Chi soffre di più la transizione
La transizione a zero emissioni nette induce una contrazione dei settori ad alte emissioni, che sono responsabili dell’80% delle emissioni di gas serra ma solo per il 7% dell’occupazione. I lavoratori di questi settori affrontano maggiori perdite di guadagno dopo il mutamento del loro lavoro, con una diminuzione media del 36% nell’arco di 5-6 anni dopo la perdita del lavoro rispetto al 29% in altri settori. Le politiche che sostengono i redditi e facilitano le transizioni lavorative sono essenziali per mitigare queste perdite e garantire un sostegno continuo alla transizione a zero emissioni nette.

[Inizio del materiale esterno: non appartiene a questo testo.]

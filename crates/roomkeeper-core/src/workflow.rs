use chrono::{DateTime, Duration, Utc};
use serde::{Deserialize, Serialize};

use crate::record::UserId;

/// How long a deletion confirmation stays open.
pub const DEFAULT_CONFIRM_TIMEOUT: Duration = Duration::seconds(60);

/// State of one room's deletion controls.
#[derive(Debug, Clone, Copy, PartialEq, Eq)]
pub enum WorkflowState {
    Managing,
    ConfirmingDeletion { deadline: DateTime<Utc> },
    /// Controls retired after a confirmed deletion. Terminal.
    Retired,
}

/// A button press delivered by the interactive surface.
#[derive(Debug, Clone, Copy, PartialEq, Eq, Serialize, Deserialize)]
#[serde(rename_all = "snake_case")]
pub enum WorkflowAction {
    RequestDelete,
    Confirm,
    Cancel,
}

/// What the caller must do after an action was applied.
#[derive(Debug, Clone, Copy, PartialEq, Eq)]
pub enum Transition {
    /// Now confirming: render "Confirm" / "Cancel".
    PromptConfirmation,
    /// Invoker is not the owner. State unchanged; tell only the invoker.
    Denied,
    /// Owner confirmed: tear the room down and retire the controls.
    Teardown,
    /// Back to managing (cancel or expired confirmation).
    Reverted,
    /// The action does not apply to the current state (stale button).
    Ignored,
}

/// Per-room deletion state machine.
///
/// Only the owner may move it; every other invoker is denied without a state
/// change. Time is passed in explicitly so expiry is deterministic.
#[derive(Debug, Clone)]
pub struct DeletionWorkflow {
    owner: Option<UserId>,
    state: WorkflowState,
    confirm_timeout: Duration,
}

impl DeletionWorkflow {
    pub fn new(owner: Option<UserId>, confirm_timeout: Duration) -> Self {
        Self {
            owner,
            state: WorkflowState::Managing,
            confirm_timeout,
        }
    }

    pub fn state(&self) -> WorkflowState {
        self.state
    }

    pub fn owner(&self) -> Option<UserId> {
        self.owner
    }

    fn is_owner(&self, user: UserId) -> bool {
        self.owner == Some(user)
    }

    /// Revert an expired confirmation. Returns true if the state changed.
    pub fn expire(&mut self, now: DateTime<Utc>) -> bool {
        match self.state {
            WorkflowState::ConfirmingDeletion { deadline } if now >= deadline => {
                self.state = WorkflowState::Managing;
                true
            }
            _ => false,
        }
    }

    /// Put the controls back into `Managing` after a teardown that did not
    /// complete.
    pub fn reopen(&mut self) {
        self.state = WorkflowState::Managing;
    }

    pub fn apply(
        &mut self,
        action: WorkflowAction,
        invoker: UserId,
        now: DateTime<Utc>,
    ) -> Transition {
        self.expire(now);

        match (self.state, action) {
            (WorkflowState::Retired, _) => Transition::Ignored,
            (WorkflowState::Managing, WorkflowAction::RequestDelete) => {
                if !self.is_owner(invoker) {
                    return Transition::Denied;
                }
                self.state = WorkflowState::ConfirmingDeletion {
                    deadline: now + self.confirm_timeout,
                };
                Transition::PromptConfirmation
            }
            (WorkflowState::ConfirmingDeletion { .. }, WorkflowAction::Confirm) => {
                if !self.is_owner(invoker) {
                    return Transition::Denied;
                }
                self.state = WorkflowState::Retired;
                Transition::Teardown
            }
            (WorkflowState::ConfirmingDeletion { .. }, WorkflowAction::Cancel) => {
                if !self.is_owner(invoker) {
                    return Transition::Denied;
                }
                self.state = WorkflowState::Managing;
                Transition::Reverted
            }
            _ => Transition::Ignored,
        }
    }
}
//! JSON-lines event dispatch over stdio.
//!
//! The chat gateway (or an operator) writes one event per line to stdin and
//! reads one reply per line from stdout. Logs go to stderr.
//!
//! ```text
//! {"type":"create_room","invoker":1,"surface_id":2,"spec":{"name":"Squad","occupant_limit":4}}
//! {"type":"control","resource_id":1000,"action":"request_delete","invoker":1}
//! {"type":"set_channel","invoker":1,"surface_id":2}
//! ```

use std::sync::Arc;
use std::time::Duration;

use chrono::{DateTime, Utc};
use roomkeeper_core::{RoomSpec, SurfaceId, UserId};
use roomkeeper_lifecycle::LifecycleError;
use roomkeeper_lifecycle::commands::Commands;
use roomkeeper_lifecycle::controls::{ControlEvent, DeletionControls};
use serde::{Deserialize, Serialize};
use tokio::io::{AsyncBufReadExt, AsyncRead, AsyncWrite, AsyncWriteExt, BufReader};
use tokio_util::sync::CancellationToken;

/// How often expired deletion confirmations are swept.
const EXPIRY_SWEEP_INTERVAL: Duration = Duration::from_secs(1);

#[derive(Debug, Deserialize)]
#[serde(tag = "type", rename_all = "snake_case")]
pub enum Event {
    CreateRoom {
        invoker: UserId,
        surface_id: SurfaceId,
        spec: RoomSpec,
    },
    Control(ControlEvent),
    SetChannel {
        invoker: UserId,
        surface_id: SurfaceId,
    },
    UnsetChannel {
        invoker: UserId,
        surface_id: SurfaceId,
    },
    ListChannels {
        invoker: UserId,
    },
}

#[derive(Debug, Serialize, PartialEq)]
pub struct Reply {
    pub ok: bool,
    #[serde(skip_serializing_if = "Option::is_none")]
    pub result: Option<serde_json::Value>,
    #[serde(skip_serializing_if = "Option::is_none")]
    pub error: Option<String>,
}

impl Reply {
    fn ok(result: impl Serialize) -> Self {
        match serde_json::to_value(result) {
            Ok(value) => Self {
                ok: true,
                result: Some(value),
                error: None,
            },
            Err(e) => Self::error(format!("could not encode result: {e}")),
        }
    }

    fn error(message: impl Into<String>) -> Self {
        Self {
            ok: false,
            result: None,
            error: Some(message.into()),
        }
    }
}

impl From<Result<serde_json::Value, LifecycleError>> for Reply {
    fn from(result: Result<serde_json::Value, LifecycleError>) -> Self {
        match result {
            Ok(value) => Self::ok(value),
            Err(e) => Self::error(e.to_string()),
        }
    }
}

pub struct Dispatcher {
    commands: Arc<Commands>,
    controls: Arc<DeletionControls>,
}

impl Dispatcher {
    pub fn new(commands: Arc<Commands>, controls: Arc<DeletionControls>) -> Self {
        Self { commands, controls }
    }

    pub async fn dispatch(&self, event: Event, now: DateTime<Utc>) -> Reply {
        let result = match event {
            Event::CreateRoom {
                invoker,
                surface_id,
                spec,
            } => self
                .commands
                .create_room(invoker, surface_id, spec)
                .await
                .map(|id| serde_json::json!({ "resource_id": id })),
            Event::Control(control) => self
                .controls
                .handle(control, now)
                .await
                .map(|outcome| serde_json::json!({ "outcome": outcome })),
            Event::SetChannel {
                invoker,
                surface_id,
            } => self
                .commands
                .set_channel(invoker, surface_id)
                .await
                .map(|added| serde_json::json!({ "changed": added })),
            Event::UnsetChannel {
                invoker,
                surface_id,
            } => self
                .commands
                .unset_channel(invoker, surface_id)
                .await
                .map(|removed| serde_json::json!({ "changed": removed })),
            Event::ListChannels { invoker } => self
                .commands
                .list_channels(invoker)
                .await
                .map(|surfaces| serde_json::json!({ "surfaces": surfaces })),
        };
        result.into()
    }

    pub async fn handle_line(&self, line: &str) -> Reply {
        match serde_json::from_str::<Event>(line) {
            Ok(event) => {
                tracing::debug!(?event, "Event received");
                self.dispatch(event, Utc::now()).await
            }
            Err(e) => {
                tracing::warn!("Malformed event: {e}");
                Reply::error(format!("malformed event: {e}"))
            }
        }
    }

    /// Serve events from `input` until it closes or `shutdown` fires.
    pub async fn serve<R, W>(
        &self,
        input: R,
        mut output: W,
        shutdown: CancellationToken,
    ) -> std::io::Result<()>
    where
        R: AsyncRead + Unpin,
        W: AsyncWrite + Unpin,
    {
        let mut lines = BufReader::new(input).lines();
        loop {
            let line = tokio::select! {
                line = lines.next_line() => line?,
                _ = shutdown.cancelled() => break,
            };
            let Some(line) = line else {
                tracing::info!("Event stream closed");
                break;
            };
            if line.trim().is_empty() {
                continue;
            }

            let reply = self.handle_line(&line).await;
            let mut encoded = serde_json::to_vec(&reply)?;
            encoded.push(b'\n');
            output.write_all(&encoded).await?;
            output.flush().await?;
        }
        Ok(())
    }
}

/// Periodically revert deletion confirmations nobody answered.
pub async fn sweep_expired_confirmations(
    controls: Arc<DeletionControls>,
    shutdown: CancellationToken,
) {
    let mut interval = tokio::time::interval(EXPIRY_SWEEP_INTERVAL);
    loop {
        tokio::select! {
            _ = interval.tick() => {
                controls.expire_due(Utc::now()).await;
            }
            _ = shutdown.cancelled() => break,
        }
    }
}
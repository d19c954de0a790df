use std::path::PathBuf;

use roomkeeper_core::SurfaceId;
use tokio::sync::Mutex;

use crate::error::LifecycleError;
use crate::json_file;

/// Persisted set of surfaces the creation command may be used from.
///
/// Stored as a plain JSON array of ids (`allowed_surfaces.json`). Like the
/// registry, an unreadable file counts as empty.
pub struct AllowedSurfaces {
    path: PathBuf,
    lock: Mutex<()>,
}

impl AllowedSurfaces {
    pub fn new(path: PathBuf) -> Self {
        Self {
            path,
            lock: Mutex::new(()),
        }
    }

    async fn load_or_empty(&self) -> Vec<SurfaceId> {
        match json_file::read_list::<SurfaceId>(&self.path).await {
            Ok(ids) => ids,
            Err(e) => {
                tracing::warn!(
                    path = %self.path.display(),
                    "Allowed-surface list unreadable, treating as empty: {e}"
                );
                Vec::new()
            }
        }
    }

    pub async fn list(&self) -> Vec<SurfaceId> {
        let _guard = self.lock.lock().await;
        self.load_or_empty().await
    }

    pub async fn contains(&self, surface: SurfaceId) -> bool {
        self.list().await.contains(&surface)
    }

    /// Add a surface. Returns false if it was already allowed.
    pub async fn allow(&self, surface: SurfaceId) -> Result<bool, LifecycleError> {
        let _guard = self.lock.lock().await;
        let mut ids = self.load_or_empty().await;
        if ids.contains(&surface) {
            return Ok(false);
        }
        ids.push(surface);
        json_file::write_list(&self.path, &ids).await?;
        tracing::info!(surface_id = %surface, "Surface allowed");
        Ok(true)
    }

    /// Remove a surface. Returns false if it was not allowed.
    pub async fn disallow(&self, surface: SurfaceId) -> Result<bool, LifecycleError> {
        let _guard = self.lock.lock().await;
        let mut ids = self.load_or_empty().await;
        let before = ids.len();
        ids.retain(|id| *id != surface);
        if ids.len() == before {
            return Ok(false);
        }
        json_file::write_list(&self.path, &ids).await?;
        tracing::info!(surface_id = %surface, "Surface disallowed");
        Ok(true)
    }
}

La riqualificazione per le figure lavorative coinvolte nella transizione ecologica ha un grado di difficoltà variabile. Nell’insieme dei lavori a basse competenze, in virtù della transizione fa meno fatica a formarsi chi sta nel settore tecnico e del welfare, mentre per i lavori ad alte competenze hanno una riqualificazione agevolata soprattutto quelli che operano nel settore dei contenuti, del problem solving, delle risorse umane.
In Italia
L’Ocse ci dice che in Italia a maggio 2024 il tasso di disoccupazione era al 6,8%, più alto della media Ocse, mentre il tasso di occupazione ha raggiunto il 62,1%, mentre la media Ocse è 70,2% nel primo trimestre 2024. «Nonostante i recenti notevoli miglioramenti, l’Italia è ancora in ritardo rispetto a molti altri paesi Ocse in termini di occupazione femminile e giovanile, dove sono necessari ulteriori progressi per coprire il numero relativamente elevato di posti di lavoro vacanti».

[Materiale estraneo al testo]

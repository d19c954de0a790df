use std::collections::HashSet;
use std::path::{Path, PathBuf};
use std::time::Duration;

use roomkeeper_core::UserId;
use serde::Deserialize;

use crate::allowed::AllowedSurfaces;
use crate::error::LifecycleError;
use crate::json_file;
use crate::reconcile::ReconcileSettings;
use crate::registry::RegistryStore;

pub const CONFIG_FILE_NAME: &str = "roomkeeper.toml";
pub const ADMIN_IDS_ENV: &str = "ROOMKEEPER_ADMIN_IDS";
pub const GATEWAY_TOKEN_ENV: &str = "ROOMKEEPER_GATEWAY_TOKEN";

#[derive(Debug, Default, Deserialize)]
pub struct RoomkeeperConfig {
    /// Users allowed to run the allowed-surface commands.
    #[serde(default)]
    pub admins: Vec<UserId>,
    #[serde(default)]
    pub lifecycle: LifecycleConfig,
    #[serde(default)]
    pub storage: StorageConfig,
    #[serde(default)]
    pub provider: ProviderConfig,
}

#[derive(Debug, Deserialize)]
pub struct LifecycleConfig {
    #[serde(default = "default_idle_threshold_secs")]
    pub idle_threshold_secs: u64,
    #[serde(default = "default_tick_interval_secs")]
    pub tick_interval_secs: u64,
    #[serde(default = "default_confirm_timeout_secs")]
    pub confirm_timeout_secs: u64,
    #[serde(default = "default_adapter_timeout_secs")]
    pub adapter_timeout_secs: u64,
}

fn default_idle_threshold_secs() -> u64 {
    600
}
fn default_tick_interval_secs() -> u64 {
    60
}
fn default_confirm_timeout_secs() -> u64 {
    60
}
fn default_adapter_timeout_secs() -> u64 {
    10
}

impl Default for LifecycleConfig {
    fn default() -> Self {
        Self {
            idle_threshold_secs: default_idle_threshold_secs(),
            tick_interval_secs: default_tick_interval_secs(),
            confirm_timeout_secs: default_confirm_timeout_secs(),
            adapter_timeout_secs: default_adapter_timeout_secs(),
        }
    }
}

impl LifecycleConfig {
    pub fn reconcile_settings(&self) -> ReconcileSettings {
        ReconcileSettings {
            tick_interval: Duration::from_secs(self.tick_interval_secs),
            idle_threshold: chrono::Duration::seconds(self.idle_threshold_secs as i64),
            adapter_timeout: self.adapter_timeout(),
        }
    }

    pub fn confirm_timeout(&self) -> chrono::Duration {
        chrono::Duration::seconds(self.confirm_timeout_secs as i64)
    }

    pub fn adapter_timeout(&self) -> Duration {
        Duration::from_secs(self.adapter_timeout_secs)
    }
}

#[derive(Debug, Default, Deserialize)]
pub struct StorageConfig {
    /// Directory holding rooms.json and allowed_surfaces.json.
    pub dir: Option<PathBuf>,
}

impl StorageConfig {
    pub fn dir(&self) -> PathBuf {
        self.dir.clone().unwrap_or_else(json_file::default_dir)
    }

    pub fn rooms_path(&self) -> PathBuf {
        self.dir().join("rooms.json")
    }

    pub fn allowed_surfaces_path(&self) -> PathBuf {
        self.dir().join("allowed_surfaces.json")
    }

    pub fn open_registry(&self) -> RegistryStore {
        RegistryStore::open(self.rooms_path())
    }

    pub fn open_allowed_surfaces(&self) -> AllowedSurfaces {
        AllowedSurfaces::new(self.allowed_surfaces_path())
    }
}

#[derive(Debug, Clone, Copy, Default, PartialEq, Eq, Deserialize)]
pub enum ProviderKind {
    /// REST chat-gateway sidecar.
    #[serde(rename = "http")]
    Http,
    /// In-process rooms, nothing leaves the process.
    #[default]
    #[serde(rename = "memory")]
    Memory,
}

#[derive(Debug, Deserialize)]
pub struct ProviderConfig {
    #[serde(default)]
    pub kind: ProviderKind,
    #[serde(default = "default_base_url")]
    pub base_url: String,
    pub token: Option<String>,
}

fn default_base_url() -> String {
    "http://127.0.0.1:8787".into()
}

impl Default for ProviderConfig {
    fn default() -> Self {
        Self {
            kind: ProviderKind::default(),
            base_url: default_base_url(),
            token: None,
        }
    }
}

impl ProviderConfig {
    /// Configured token, else `ROOMKEEPER_GATEWAY_TOKEN`.
    pub fn resolved_token(&self) -> Option<String> {
        self.token
            .clone()
            .or_else(|| std::env::var(GATEWAY_TOKEN_ENV).ok())
            .filter(|t| !t.is_empty())
    }
}

impl RoomkeeperConfig {
    pub fn from_file(path: &Path) -> Result<Self, LifecycleError> {
        let content = std::fs::read_to_string(path)?;
        let config: Self = toml::from_str(&content)?;
        config.validate()?;
        Ok(config)
    }

    /// Look for `roomkeeper.toml` in the working directory, then in
    /// ~/.config/roomkeeper/.
    pub fn find() -> Option<PathBuf> {
        let local = PathBuf::from(CONFIG_FILE_NAME);
        if local.is_file() {
            return Some(local);
        }
        dirs::home_dir()
            .map(|home| home.join(".config").join("roomkeeper").join(CONFIG_FILE_NAME))
            .filter(|path| path.is_file())
    }

    /// Load `explicit` if given, otherwise the first config found, otherwise
    /// the defaults.
    pub fn load(explicit: Option<&Path>) -> Result<Self, LifecycleError> {
        if let Some(path) = explicit {
            return Self::from_file(path);
        }
        match Self::find() {
            Some(path) => {
                tracing::debug!(path = %path.display(), "Using config file");
                Self::from_file(&path)
            }
            None => {
                tracing::debug!("No config file found, using defaults");
                Ok(Self::default())
            }
        }
    }

    pub fn validate(&self) -> Result<(), LifecycleError> {
        let lifecycle = &self.lifecycle;
        for (name, value) in [
            ("lifecycle.idle_threshold_secs", lifecycle.idle_threshold_secs),
            ("lifecycle.tick_interval_secs", lifecycle.tick_interval_secs),
            ("lifecycle.confirm_timeout_secs", lifecycle.confirm_timeout_secs),
            ("lifecycle.adapter_timeout_secs", lifecycle.adapter_timeout_secs),
        ] {
            if value == 0 {
                return Err(LifecycleError::ConfigError(format!("{name} must be greater than 0")));
            }
        }
        if self.provider.kind == ProviderKind::Http && self.provider.base_url.trim().is_empty() {
            return Err(LifecycleError::ConfigError(
                "provider.base_url is required for the http provider".into(),
            ));
        }
        Ok(())
    }

    /// Configured admins merged with `ROOMKEEPER_ADMIN_IDS`.
    pub fn admin_set(&self) -> AdminSet {
        let from_env = std::env::var(ADMIN_IDS_ENV).unwrap_or_default();
        AdminSet::new(self.admins.iter().copied().chain(AdminSet::parse_list(&from_env)))
    }
}

/// Users allowed to run admin-only commands. Fixed at startup.
#[derive(Debug, Clone, Default)]
pub struct AdminSet(HashSet<UserId>);

impl AdminSet {
    pub fn new(ids: impl IntoIterator<Item = UserId>) -> Self {
        Self(ids.into_iter().collect())
    }

    /// Parse a comma-separated id list. Blank entries are ignored, invalid
    /// ones are logged and skipped.
    pub fn parse_list(raw: &str) -> Vec<UserId> {
        raw.split(',')
            .map(str::trim)
            .filter(|part| !part.is_empty())
            .filter_map(|part| match part.parse::<u64>() {
                Ok(id) => Some(UserId(id)),
                Err(_) => {
                    tracing::warn!(entry = part, "Ignoring invalid admin id");
                    None
                }
            })
            .collect()
    }

    pub fn contains(&self, user: UserId) -> bool {
        self.0.contains(&user)
    }

    pub fn len(&self) -> usize {
        self.0.len()
    }

    pub fn is_empty(&self) -> bool {
        self.0.is_empty()
    }
}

«L’italia è il paese che ha visto il calo maggiore dei salari reali tra le maggiori economie Ocse. All’inizio del 2024, i salari reali erano ancora inferiori del 6,9% rispetto a quelli appena precedenti la pandemia. Grazie ai rinnovi dei principali contratti collettivi, in particolare nel settore dei servizi, il numero dei dipendenti del settore privato coperti da un contratto collettivo scaduto è sceso nel primo trimestre del 2024 al 16,7% dal 41,9% di un anno prima. Ciò ha contribuito a spingere la crescita dei salari negoziati al 2,8% rispetto all’anno precedente. Nel complesso, si prevede che la crescita dei salari reali rimarrà contenuta nei prossimi due anni».
«Inoltre si pensa che in Italia i salari nominali (redditi per dipendente) aumenteranno del 2,7% nel 2024 e del 2,5% nel 2025. Sebbene questi aumenti siano significativamente inferiori rispetto alla maggior parte degli altri paesi Ocse, consentiranno ai lavoratori italiani di riconquistare parte del potere d’acquisto perduto, siccome l’inflazione dovrebbe essere pari all’1,1% nel 2024 e al 2% nel 2024».

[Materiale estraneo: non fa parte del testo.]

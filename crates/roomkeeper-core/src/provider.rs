use std::collections::HashMap;
use std::future::Future;
use std::pin::Pin;
use std::sync::Mutex;
use std::sync::atomic::{AtomicU64, Ordering};

use crate::error::ProviderError;
use crate::record::{ResourceId, RoomSpec, RoomState};

/// Live-state adapter for the voice-room provider.
///
/// Every call is a suspension point and may take arbitrarily long; callers
/// bound them with their own timeouts.
///
/// Uses Pin<Box<dyn Future>> for dyn-compatibility.
pub trait VoiceProvider: Send + Sync {
    /// Create a room. Fails with `Forbidden` or `Invalid`.
    fn create<'a>(
        &'a self,
        spec: &'a RoomSpec,
    ) -> Pin<Box<dyn Future<Output = Result<ResourceId, ProviderError>> + Send + 'a>>;

    /// Delete a room. Fails with `NotFound`, `Forbidden` or `Unknown`.
    fn delete<'a>(
        &'a self,
        id: ResourceId,
        reason: &'a str,
    ) -> Pin<Box<dyn Future<Output = Result<(), ProviderError>> + Send + 'a>>;

    /// Report whether the room still exists, is a voice room, and how many
    /// occupants it has. A vanished room is `Ok(RoomState::Missing)`, not an
    /// error.
    fn describe<'a>(
        &'a self,
        id: ResourceId,
    ) -> Pin<Box<dyn Future<Output = Result<RoomState, ProviderError>> + Send + 'a>>;

    /// Backend name for logging.
    fn provider_name(&self) -> &str;
}

#[derive(Debug, Clone, Copy, PartialEq, Eq)]
enum MemoryRoom {
    Voice { occupants: u32 },
    Other,
}

/// In-memory provider. Backs the `memory` provider kind and the test suites.
///
/// Failures can be scripted per room; a scripted failure stays in effect
/// until cleared.
#[derive(Default)]
pub struct MemoryProvider {
    rooms: Mutex<HashMap<ResourceId, MemoryRoom>>,
    next_id: AtomicU64,
    create_error: Mutex<Option<ProviderError>>,
    delete_errors: Mutex<HashMap<ResourceId, ProviderError>>,
    describe_errors: Mutex<HashMap<ResourceId, ProviderError>>,
    /// Every delete call, in order, with its reason and whether it succeeded.
    delete_log: Mutex<Vec<DeleteCall>>,
    created: Mutex<Vec<RoomSpec>>,
}

#[derive(Debug, Clone, PartialEq, Eq)]
pub struct DeleteCall {
    pub id: ResourceId,
    pub reason: String,
    pub succeeded: bool,
}

fn lock<T>(m: &Mutex<T>) -> std::sync::MutexGuard<'_, T> {
    m.lock().unwrap_or_else(|poisoned| poisoned.into_inner())
}

impl MemoryProvider {
    pub fn new() -> Self {
        Self {
            next_id: AtomicU64::new(1_000),
            ..Default::default()
        }
    }

    /// Insert (or replace) a voice room with the given occupancy.
    pub fn insert_voice(&self, id: ResourceId, occupants: u32) {
        lock(&self.rooms).insert(id, MemoryRoom::Voice { occupants });
    }

    /// Insert something that exists but is not a voice room.
    pub fn insert_other(&self, id: ResourceId) {
        lock(&self.rooms).insert(id, MemoryRoom::Other);
    }

    pub fn set_occupants(&self, id: ResourceId, occupants: u32) {
        if let Some(room) = lock(&self.rooms).get_mut(&id) {
            *room = MemoryRoom::Voice { occupants };
        }
    }

    /// Remove a room behind the manager's back.
    pub fn vanish(&self, id: ResourceId) {
        lock(&self.rooms).remove(&id);
    }

    pub fn exists(&self, id: ResourceId) -> bool {
        lock(&self.rooms).contains_key(&id)
    }

    pub fn fail_create(&self, error: Option<ProviderError>) {
        *lock(&self.create_error) = error;
    }

    pub fn fail_delete(&self, id: ResourceId, error: Option<ProviderError>) {
        let mut errors = lock(&self.delete_errors);
        match error {
            Some(e) => errors.insert(id, e),
            None => errors.remove(&id),
        };
    }

    pub fn fail_describe(&self, id: ResourceId, error: Option<ProviderError>) {
        let mut errors = lock(&self.describe_errors);
        match error {
            Some(e) => errors.insert(id, e),
            None => errors.remove(&id),
        };
    }

    pub fn delete_calls(&self) -> Vec<DeleteCall> {
        lock(&self.delete_log).clone()
    }

    pub fn successful_deletes(&self, id: ResourceId) -> usize {
        lock(&self.delete_log)
            .iter()
            .filter(|c| c.id == id && c.succeeded)
            .count()
    }

    pub fn created_specs(&self) -> Vec<RoomSpec> {
        lock(&self.created).clone()
    }
}

impl VoiceProvider for MemoryProvider {
    fn create<'a>(
        &'a self,
        spec: &'a RoomSpec,
    ) -> Pin<Box<dyn Future<Output = Result<ResourceId, ProviderError>> + Send + 'a>> {
        Box::pin(async move {
            if let Some(e) = lock(&self.create_error).clone() {
                return Err(e);
            }
            if spec.name.trim().is_empty() {
                return Err(ProviderError::Invalid("room name is empty".into()));
            }
            let id = ResourceId(self.next_id.fetch_add(1, Ordering::Relaxed));
            lock(&self.rooms).insert(id, MemoryRoom::Voice { occupants: 0 });
            lock(&self.created).push(spec.clone());
            tracing::debug!(resource_id = %id, name = %spec.name, "Memory room created");
            Ok(id)
        })
    }

    fn delete<'a>(
        &'a self,
        id: ResourceId,
        reason: &'a str,
    ) -> Pin<Box<dyn Future<Output = Result<(), ProviderError>> + Send + 'a>> {
        Box::pin(async move {
            let result = if let Some(e) = lock(&self.delete_errors).get(&id).cloned() {
                Err(e)
            } else if lock(&self.rooms).remove(&id).is_some() {
                Ok(())
            } else {
                Err(ProviderError::NotFound)
            };
            lock(&self.delete_log).push(DeleteCall {
                id,
                reason: reason.to_string(),
                succeeded: result.is_ok(),
            });
            result
        })
    }

    fn describe<'a>(
        &'a self,
        id: ResourceId,
    ) -> Pin<Box<dyn Future<Output = Result<RoomState, ProviderError>> + Send + 'a>> {
        Box::pin(async move {
            if let Some(e) = lock(&self.describe_errors).get(&id).cloned() {
                return Err(e);
            }
            Ok(match lock(&self.rooms).get(&id) {
                None => RoomState::Missing,
                Some(MemoryRoom::Other) => RoomState::WrongKind,
                Some(MemoryRoom::Voice { occupants }) => RoomState::Voice {
                    occupants: *occupants,
                },
            })
        })
    }

    fn provider_name(&self) -> &str {
        "memory"
    }
}

#[cfg(test)]
mod tests {
    use super::*;

    fn spec(name: &str) -> RoomSpec {
        RoomSpec {
            name: name.into(),
            occupant_limit: 0,
            bitrate_kbps: 64,
            placement_hint: None,
        }
    }

    #[tokio::test]
    async fn create_then_describe_empty_voice() {
        let provider = MemoryProvider::new();
        let id = provider.create(&spec("lounge")).await.unwrap();
        assert_eq!(
            provider.describe(id).await.unwrap(),
            RoomState::Voice { occupants: 0 }
        );
        assert_eq!(provider.created_specs().len(), 1);
    }

    #[tokio::test]
    async fn create_assigns_unique_ids() {
        let provider = MemoryProvider::new();
        let a = provider.create(&spec("a")).await.unwrap();
        let b = provider.create(&spec("b")).await.unwrap();
        assert_ne!(a, b);
    }

    #[tokio::test]
    async fn create_rejects_blank_name() {
        let provider = MemoryProvider::new();
        let err = provider.create(&spec("  ")).await.unwrap_err();
        assert!(matches!(err, ProviderError::Invalid(_)));
    }

    #[tokio::test]
    async fn describe_distinguishes_missing_and_wrong_kind() {
        let provider = MemoryProvider::new();
        provider.insert_other(ResourceId(5));
        assert_eq!(
            provider.describe(ResourceId(5)).await.unwrap(),
            RoomState::WrongKind
        );
        assert_eq!(
            provider.describe(ResourceId(6)).await.unwrap(),
            RoomState::Missing
        );
    }

    #[tokio::test]
    async fn delete_twice_reports_not_found() {
        let provider = MemoryProvider::new();
        provider.insert_voice(ResourceId(1), 0);
        provider.delete(ResourceId(1), "first").await.unwrap();
        let err = provider.delete(ResourceId(1), "second").await.unwrap_err();
        assert!(err.is_not_found());
        assert_eq!(provider.successful_deletes(ResourceId(1)), 1);
        assert_eq!(provider.delete_calls().len(), 2);
    }

    #[tokio::test]
    async fn scripted_delete_failure_keeps_room() {
        let provider = MemoryProvider::new();
        provider.insert_voice(ResourceId(1), 0);
        provider.fail_delete(
            ResourceId(1),
            Some(ProviderError::Forbidden("missing permission".into())),
        );
        assert!(provider.delete(ResourceId(1), "x").await.is_err());
        assert!(provider.exists(ResourceId(1)));

        provider.fail_delete(ResourceId(1), None);
        provider.delete(ResourceId(1), "x").await.unwrap();
        assert!(!provider.exists(ResourceId(1)));
    }
}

I lavoratori italiani e il Green
«In Italia il 19,5% della forza lavoro è impiegata in occupazioni green. Di queste, solo il 13,7% sono veramente “occupazioni verdi nuove o emergenti”. Al contrario, circa il 5,1% dell’occupazione italiana è occupata in lavori ad alta intensità di emissioni. La quota più alta di occupazioni orientate all’ambiente si trova in Abruzzo, mentre la quota più alta di occupazioni ad alta intensità di gas serra si trova in Sardegna». Secondo Ocse i programmi di supporto alla riqualificazione professionale in chiave green lascia a desiderare e un lavoro a bassa competenza che non rispetta i criteri di sostenibilità dovrebbe in futuro essere pagato meno di altri lavori a bassa qualifica.